## Input records
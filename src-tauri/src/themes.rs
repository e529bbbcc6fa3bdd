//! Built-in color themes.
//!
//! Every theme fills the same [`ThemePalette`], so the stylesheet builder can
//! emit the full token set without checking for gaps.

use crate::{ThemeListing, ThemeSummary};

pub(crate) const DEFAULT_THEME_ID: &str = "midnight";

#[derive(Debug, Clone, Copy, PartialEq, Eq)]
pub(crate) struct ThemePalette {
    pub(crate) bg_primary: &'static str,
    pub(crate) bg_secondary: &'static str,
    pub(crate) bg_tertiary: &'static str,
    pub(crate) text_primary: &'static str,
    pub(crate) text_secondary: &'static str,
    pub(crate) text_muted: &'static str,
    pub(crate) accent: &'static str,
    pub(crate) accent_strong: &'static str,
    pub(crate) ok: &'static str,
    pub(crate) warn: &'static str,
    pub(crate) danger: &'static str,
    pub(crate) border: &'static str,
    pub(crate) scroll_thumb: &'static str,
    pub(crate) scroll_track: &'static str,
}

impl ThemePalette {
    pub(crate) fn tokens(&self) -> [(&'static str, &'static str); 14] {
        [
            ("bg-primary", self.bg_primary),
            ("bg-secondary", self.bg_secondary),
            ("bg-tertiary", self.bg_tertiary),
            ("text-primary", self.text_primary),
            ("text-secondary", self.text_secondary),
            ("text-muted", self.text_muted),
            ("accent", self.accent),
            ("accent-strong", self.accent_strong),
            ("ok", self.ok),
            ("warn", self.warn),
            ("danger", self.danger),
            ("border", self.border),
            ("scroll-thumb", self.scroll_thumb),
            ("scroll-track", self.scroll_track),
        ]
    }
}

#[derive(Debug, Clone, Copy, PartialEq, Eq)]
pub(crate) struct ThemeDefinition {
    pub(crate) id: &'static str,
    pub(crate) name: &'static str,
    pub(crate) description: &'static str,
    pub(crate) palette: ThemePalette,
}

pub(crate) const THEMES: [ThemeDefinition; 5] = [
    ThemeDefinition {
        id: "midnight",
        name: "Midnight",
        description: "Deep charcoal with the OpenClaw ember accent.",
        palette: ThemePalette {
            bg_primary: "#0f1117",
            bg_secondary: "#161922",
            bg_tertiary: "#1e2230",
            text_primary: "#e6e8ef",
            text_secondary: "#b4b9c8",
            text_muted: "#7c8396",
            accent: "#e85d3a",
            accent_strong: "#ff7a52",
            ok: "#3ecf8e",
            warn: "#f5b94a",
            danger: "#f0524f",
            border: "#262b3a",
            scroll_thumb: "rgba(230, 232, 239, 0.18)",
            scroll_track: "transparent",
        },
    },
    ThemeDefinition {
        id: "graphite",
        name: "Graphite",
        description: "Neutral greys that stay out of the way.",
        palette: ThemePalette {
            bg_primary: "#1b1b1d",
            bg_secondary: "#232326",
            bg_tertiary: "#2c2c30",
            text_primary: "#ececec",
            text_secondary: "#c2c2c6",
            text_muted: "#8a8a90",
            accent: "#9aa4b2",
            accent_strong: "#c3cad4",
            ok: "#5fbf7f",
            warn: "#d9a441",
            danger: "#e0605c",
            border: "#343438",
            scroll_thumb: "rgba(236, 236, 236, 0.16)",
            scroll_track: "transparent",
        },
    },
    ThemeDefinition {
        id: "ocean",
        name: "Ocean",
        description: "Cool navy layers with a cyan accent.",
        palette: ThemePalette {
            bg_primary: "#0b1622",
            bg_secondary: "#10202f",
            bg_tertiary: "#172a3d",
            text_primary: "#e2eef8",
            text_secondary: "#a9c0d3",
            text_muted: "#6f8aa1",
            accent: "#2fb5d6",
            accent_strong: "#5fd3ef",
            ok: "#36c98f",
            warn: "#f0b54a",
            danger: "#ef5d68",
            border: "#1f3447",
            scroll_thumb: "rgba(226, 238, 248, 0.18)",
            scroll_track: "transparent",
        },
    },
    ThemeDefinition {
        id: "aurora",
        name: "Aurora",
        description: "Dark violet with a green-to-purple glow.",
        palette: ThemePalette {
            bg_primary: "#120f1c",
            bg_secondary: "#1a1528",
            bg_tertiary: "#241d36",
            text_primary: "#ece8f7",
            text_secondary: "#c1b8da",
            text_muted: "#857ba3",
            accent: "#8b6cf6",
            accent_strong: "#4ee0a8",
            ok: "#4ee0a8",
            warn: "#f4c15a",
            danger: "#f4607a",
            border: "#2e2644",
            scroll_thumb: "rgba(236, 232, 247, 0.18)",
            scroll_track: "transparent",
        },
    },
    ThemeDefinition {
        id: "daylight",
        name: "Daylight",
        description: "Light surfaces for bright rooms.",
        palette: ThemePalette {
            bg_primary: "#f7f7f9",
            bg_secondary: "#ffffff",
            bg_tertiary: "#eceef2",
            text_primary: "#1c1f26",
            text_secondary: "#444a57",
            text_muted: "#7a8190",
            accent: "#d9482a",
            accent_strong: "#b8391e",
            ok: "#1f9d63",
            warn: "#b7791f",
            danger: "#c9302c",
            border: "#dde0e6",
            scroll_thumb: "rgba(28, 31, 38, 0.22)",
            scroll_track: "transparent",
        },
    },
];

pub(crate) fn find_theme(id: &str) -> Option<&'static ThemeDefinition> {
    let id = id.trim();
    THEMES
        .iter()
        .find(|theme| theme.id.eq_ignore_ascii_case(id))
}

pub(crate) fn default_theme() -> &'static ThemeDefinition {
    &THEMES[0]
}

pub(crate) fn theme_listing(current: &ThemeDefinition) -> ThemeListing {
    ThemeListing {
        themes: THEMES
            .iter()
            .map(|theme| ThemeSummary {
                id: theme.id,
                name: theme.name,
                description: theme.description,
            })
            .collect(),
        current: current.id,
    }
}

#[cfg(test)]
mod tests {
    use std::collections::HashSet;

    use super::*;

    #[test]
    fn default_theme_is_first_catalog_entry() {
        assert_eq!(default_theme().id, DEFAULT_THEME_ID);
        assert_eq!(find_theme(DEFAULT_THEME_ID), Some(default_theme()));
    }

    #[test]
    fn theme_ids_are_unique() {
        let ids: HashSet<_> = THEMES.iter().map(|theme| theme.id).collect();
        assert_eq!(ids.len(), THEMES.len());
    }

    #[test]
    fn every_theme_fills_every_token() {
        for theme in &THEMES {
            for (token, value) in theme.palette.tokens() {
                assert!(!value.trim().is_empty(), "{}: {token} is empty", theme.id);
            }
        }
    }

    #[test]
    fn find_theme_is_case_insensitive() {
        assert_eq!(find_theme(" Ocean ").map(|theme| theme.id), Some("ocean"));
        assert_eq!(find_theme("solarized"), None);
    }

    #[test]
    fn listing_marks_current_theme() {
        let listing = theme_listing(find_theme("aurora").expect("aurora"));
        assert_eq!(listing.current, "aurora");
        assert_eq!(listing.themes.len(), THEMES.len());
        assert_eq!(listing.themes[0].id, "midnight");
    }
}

* * *

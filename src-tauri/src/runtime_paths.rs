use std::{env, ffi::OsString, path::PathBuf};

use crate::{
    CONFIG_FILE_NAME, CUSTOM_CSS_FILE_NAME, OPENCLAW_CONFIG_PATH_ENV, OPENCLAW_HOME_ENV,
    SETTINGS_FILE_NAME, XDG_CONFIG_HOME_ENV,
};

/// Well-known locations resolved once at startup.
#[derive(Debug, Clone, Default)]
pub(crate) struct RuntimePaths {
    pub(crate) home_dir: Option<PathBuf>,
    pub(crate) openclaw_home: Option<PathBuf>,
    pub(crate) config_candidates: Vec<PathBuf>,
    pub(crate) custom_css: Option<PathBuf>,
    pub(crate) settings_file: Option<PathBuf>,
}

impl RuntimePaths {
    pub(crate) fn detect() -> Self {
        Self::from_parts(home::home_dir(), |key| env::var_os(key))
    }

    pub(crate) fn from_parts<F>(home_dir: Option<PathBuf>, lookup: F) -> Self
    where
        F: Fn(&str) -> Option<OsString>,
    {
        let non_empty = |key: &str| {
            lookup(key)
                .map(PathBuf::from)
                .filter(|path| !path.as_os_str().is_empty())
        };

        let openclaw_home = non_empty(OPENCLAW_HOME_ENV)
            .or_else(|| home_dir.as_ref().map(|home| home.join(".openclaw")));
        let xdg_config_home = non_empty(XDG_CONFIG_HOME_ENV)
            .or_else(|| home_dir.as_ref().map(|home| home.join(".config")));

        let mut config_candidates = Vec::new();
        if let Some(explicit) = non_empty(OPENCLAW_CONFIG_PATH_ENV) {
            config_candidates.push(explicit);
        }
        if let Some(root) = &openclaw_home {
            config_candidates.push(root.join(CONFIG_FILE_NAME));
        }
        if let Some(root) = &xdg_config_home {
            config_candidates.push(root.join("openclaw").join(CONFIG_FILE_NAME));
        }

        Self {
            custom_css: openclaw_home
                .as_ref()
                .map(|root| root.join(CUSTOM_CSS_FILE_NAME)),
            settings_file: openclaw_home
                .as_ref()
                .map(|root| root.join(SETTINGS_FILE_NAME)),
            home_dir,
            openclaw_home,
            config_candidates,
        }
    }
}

## Exercise aim
Copy every line in the data above that has the string "border" in it.

## Response box
    pub(crate) border: &'static str,
            ("border", self.border),
            border: "#262b3a",
            border: "#343438",
            border: "#1f3447",
            border: "#2e2644",
            border: "#dde0e6",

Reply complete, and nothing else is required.